About the Author
View more articles by Dagyum Ji
Dagyum Ji is a senior NK News correspondent based in Seoul. She previously worked for Reuters TV.
North Korea and the U.S. are currently engaged in “behind-the-scenes” discussions on a third summit between President Donald Trump and DPRK leader Kim Jong Un, South Korean President Moon Jae-in said on Wednesday.
Stressing the willingness of North Korean leader Kim Jong Un and U.S. President Donald Trump to meet despite there having been no official dialogue between the two countries, Moon appeared to confirm that some talks are talking place between the two sides.
“Both sides have been engaged in dialogue in regard to a third summit,” the South Korean President said in a joint interview with six news agencies.
“It’s noteworthy that the behind-the-scenes talks have been preceded by the mutual understanding of each other’s position gained through the Hanoi summit.”
The resumption of nuclear negotiations between the North and the U.S., he said, would serve to take the current peace process on the peninsula to the “next level.”
“I believe everything has now fallen into place for that to happen.”
Seoul and Pyongyang, the President continued, have also continued dialogue through “diverse channels to sustain inter-Korean talks,” reiterating his commitment to meet the North Korean leader “at any given moment without being restrained by time, place or formalities.”
“Dialogue and efforts for dialogue are crucial factors in the peace process on the Korean peninsula,” he said. “That’s because complete denuclearization and a permanent peace regime on the peninsula are tasks that cannot be achieved overnight.”
Moon also denied claims that the current situation was a “stalemate in the peace process… just because the pace has remained slow,” citing a recent exchange of letters between Trump and Kim and the North’s sending of a condolence message following the death of former South Korean First Lady Lee Hee-ho.
“All of this sends a meaningful message,” he said, adding that Kim’s reaffirmation of his commitment to engage in dialogue at last week’s summit with Chinese President Xi Jinping also “backs up this analysis.”
The South Korean government previously expressed its view that Xi’s visit to the North could serve as a way to “create new momentum amid a lull” following the Hanoi summit.
Moon is set to meet the Chinese President and be debriefed on the recent summit in Pyongyang on the sidelines of this week’s G20 summit in Osaka.
As one of the measures to make a breakthrough in the current nuclear deadlock, Moon suggested that the North should move beyond the “passive stance” seen since February’s no-deal second summit in Hanoi.

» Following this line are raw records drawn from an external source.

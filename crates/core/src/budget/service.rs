//! Budget validation rules.

use chrono::NaiveDate;
use rust_decimal::Decimal;

use super::error::BudgetError;

/// Maximum length of a budget name.
pub const MAX_NAME_LEN: usize = 100;

/// Exclusive upper bound of a `NUMERIC(10,2)` column.
pub const BUDGET_AMOUNT_LIMIT: Decimal = Decimal::from_parts(100_000_000, 0, 0, false, 0);

/// Decimal places stored for money columns.
pub const MONEY_SCALE: u32 = 2;

/// True when `amount` has no digits past the cent.
#[must_use]
pub fn fits_money_scale(amount: Decimal) -> bool {
    amount.normalize().scale() <= MONEY_SCALE
}

/// Budget service for business logic.
pub struct BudgetService;

impl BudgetService {
    /// Validates the writable fields of a budget.
    ///
    /// # Errors
    ///
    /// Returns the first violated rule: empty or overlong name, negative or
    /// oversized amounts, or a start date after the end date.
    pub fn validate(
        name: &str,
        total_amount: Decimal,
        spent_amount: Decimal,
        start_date: NaiveDate,
        end_date: NaiveDate,
    ) -> Result<(), BudgetError> {
        let name = name.trim();
        if name.is_empty() {
            return Err(BudgetError::EmptyName);
        }
        if name.chars().count() > MAX_NAME_LEN {
            return Err(BudgetError::NameTooLong { max: MAX_NAME_LEN });
        }

        for amount in [total_amount, spent_amount] {
            if amount.is_sign_negative() && !amount.is_zero() {
                return Err(BudgetError::NegativeAmount);
            }
            if amount >= BUDGET_AMOUNT_LIMIT {
                return Err(BudgetError::AmountOutOfRange);
            }
            if !fits_money_scale(amount) {
                return Err(BudgetError::TooManyDecimalPlaces);
            }
        }

        if start_date > end_date {
            return Err(BudgetError::InvalidDateRange);
        }

        Ok(())
    }
}
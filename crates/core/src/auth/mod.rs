//! Authentication helpers: password hashing and registration rules.

mod password;
mod registration;

pub use password::{PasswordError, hash_password, verify_password};
pub use registration::{
    MAX_USERNAME_LEN, MIN_PASSWORD_LEN, RegistrationError, validate_email, validate_registration,
    validate_username,
};
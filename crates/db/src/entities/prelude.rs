//! Entity re-exports.

pub use super::accounts::Entity as Accounts;
pub use super::budgets::Entity as Budgets;
pub use super::categories::Entity as Categories;
pub use super::transactions::Entity as Transactions;
pub use super::users::Entity as Users;
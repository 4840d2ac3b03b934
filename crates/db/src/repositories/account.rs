//! Account repository for account database operations.

use chrono::Utc;
use rust_decimal::Decimal;
use sea_orm::{
    ActiveModelTrait, ColumnTrait, DatabaseConnection, DbErr, EntityTrait, QueryFilter,
    QueryOrder, Set, TransactionTrait,
};
use tracing::info;
use uuid::Uuid;

use fintrack_shared::AppError;

use super::spend::{account_spend_by_budget, adjust_spent};
use crate::entities::accounts;

/// Error types for account operations.
#[derive(Debug, thiserror::Error)]
pub enum AccountError {
    /// Account not found (or owned by another user).
    #[error("Account not found: {0}")]
    NotFound(Uuid),

    /// Database error.
    #[error("Database error: {0}")]
    Database(#[from] DbErr),
}

impl From<AccountError> for AppError {
    fn from(err: AccountError) -> Self {
        match err {
            AccountError::NotFound(_) => Self::NotFound("Account not found".to_string()),
            AccountError::Database(e) => Self::Database(e.to_string()),
        }
    }
}

/// Writable account fields.
#[derive(Debug, Clone)]
pub struct AccountInput {
    /// Display name.
    pub name: String,
    /// Current balance.
    pub balance: Decimal,
}

/// Account repository for CRUD operations.
#[derive(Debug, Clone)]
pub struct AccountRepository {
    db: DatabaseConnection,
}

impl AccountRepository {
    /// Creates a new account repository.
    #[must_use]
    pub const fn new(db: DatabaseConnection) -> Self {
        Self { db }
    }

    /// Creates an account for a user.
    pub async fn create(
        &self,
        user_id: Uuid,
        input: AccountInput,
    ) -> Result<accounts::Model, AccountError> {
        let now = Utc::now().into();
        let account = accounts::ActiveModel {
            id: Set(Uuid::new_v4()),
            user_id: Set(user_id),
            name: Set(input.name),
            balance: Set(input.balance),
            created_at: Set(now),
            updated_at: Set(now),
        };

        Ok(account.insert(&self.db).await?)
    }

    /// Gets one of the user's accounts.
    pub async fn get(&self, user_id: Uuid, id: Uuid) -> Result<accounts::Model, AccountError> {
        accounts::Entity::find_by_id(id)
            .filter(accounts::Column::UserId.eq(user_id))
            .one(&self.db)
            .await?
            .ok_or(AccountError::NotFound(id))
    }

    /// Lists the user's accounts by name.
    pub async fn list(&self, user_id: Uuid) -> Result<Vec<accounts::Model>, AccountError> {
        Ok(accounts::Entity::find()
            .filter(accounts::Column::UserId.eq(user_id))
            .order_by_asc(accounts::Column::Name)
            .all(&self.db)
            .await?)
    }

    /// Replaces the writable fields of an account.
    pub async fn update(
        &self,
        user_id: Uuid,
        id: Uuid,
        input: AccountInput,
    ) -> Result<accounts::Model, AccountError> {
        let account = self.get(user_id, id).await?;

        let mut active: accounts::ActiveModel = account.into();
        active.name = Set(input.name);
        active.balance = Set(input.balance);
        active.updated_at = Set(Utc::now().into());

        Ok(active.update(&self.db).await?)
    }

    /// Deletes an account together with its budgets and transactions.
    ///
    /// Withdrawals that counted against budgets on other accounts come off
    /// those budgets' spend.
    pub async fn delete(&self, user_id: Uuid, id: Uuid) -> Result<(), AccountError> {
        let txn = self.db.begin().await?;

        accounts::Entity::find_by_id(id)
            .filter(accounts::Column::UserId.eq(user_id))
            .one(&txn)
            .await?
            .ok_or(AccountError::NotFound(id))?;

        for (budget_id, total) in account_spend_by_budget(&txn, id).await? {
            adjust_spent(&txn, budget_id, -total).await?;
        }

        accounts::Entity::delete_by_id(id).exec(&txn).await?;

        txn.commit().await?;
        info!(account_id = %id, "Account deleted");
        Ok(())
    }

    /// Lists every account (admin).
    pub async fn list_all(&self) -> Result<Vec<accounts::Model>, AccountError> {
        Ok(accounts::Entity::find()
            .order_by_asc(accounts::Column::UserId)
            .order_by_asc(accounts::Column::Name)
            .all(&self.db)
            .await?)
    }

    /// Loads accounts by ID regardless of owner (admin).
    pub async fn find_many(&self, ids: &[Uuid]) -> Result<Vec<accounts::Model>, AccountError> {
        Ok(accounts::Entity::find()
            .filter(accounts::Column::Id.is_in(ids.iter().copied()))
            .order_by_asc(accounts::Column::Name)
            .all(&self.db)
            .await?)
    }

    /// Balances of all the user's accounts.
    pub async fn balances_for_user(&self, user_id: Uuid) -> Result<Vec<Decimal>, AccountError> {
        Ok(self
            .list(user_id)
            .await?
            .into_iter()
            .map(|a| a.balance)
            .collect())
    }
}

The DPRK must also “strive to reach agreements in future negotiations while carrying out past promises,” he continued, explaining those steps would “help it win the trust of the international community.”
To “convince the international community of its willingness for complete nuclear dismantlement,” Moon said Pyongyang must re-engage in dialogue “at the earliest date possible.”
“By responding to the U.S. proposal for working-level negotiations, it can also show its determination to denuclearize.”
Last week also saw U.S. Secretary of State Mike Pompeo say Washington is “literally prepared to go at a moment’s notice” if Pyongyang suggests it is open to working-level talks.
Should DPRK-U.S. nuclear negotiations continue in earnest, Moon said, the “key to the negotiations will be to determine what kind of measures that the North will have to complete to say that substantive denuclearization has been achieved.”
Pyongyang and Washington, he continued, will need to decide at what stage both sides can describe North Korea as “having reached an irreversible stage” of denuclearization.
“It will be linked to the definition of denuclearization being clarified, upon which an agreement was not reached at the Hanoi summit,” he said.
It “would be possible to say that the denuclearization of North Korea has entered an irreversible stage,” Moon continued, if all the nuclear facilities in Yongbyon complex, including the plutonium reprocessing and uranium enrichment facilities, are “completely demolished and verified.”
“Although an agreement was not reached last time in Hanoi, I expect that there will be substantive progress if the two sides continue negotiations based on what was discussed in Singapore and Hanoi.”
Both sides have, the South Korean President reiterated, “already reached an agreement on the ultimate goal of denuclearization talks,” and that the two sides understand that “complete denuclearization” will need to be exchanged for security guarantees and the termination of hostile relations.
The current task is to “decide how to implement the promises made to each other: the procedures and sequencing,” he said.
In the interview, Moon stressed his view that Kim has the determination to “move from the past to the future by opting for economic development instead of a nuclear arsenal.”
Kim repeatedly expressed his intention to “finalize the denuclearization process as soon as possible and to concentrate on economic development” during three inter-Korean summits last year, he said.
Through those meetings, Moon said he sensed that Kim is “quite a flexible yet resolute person.”
“I look forward to Chairman Kim demonstrating this kind of flexible determination during denuclearization negotiations as well, and I believe this can be possible,” he said, adding that the international community should seek to create an environment where North Korea can feel secure enough to relinquish its nuclear weapons.
“I think creating a security environment where Chairman Kim can decisively act on nuclear dismantlement without worries is the fastest way to achieve denuclearization diplomatically.”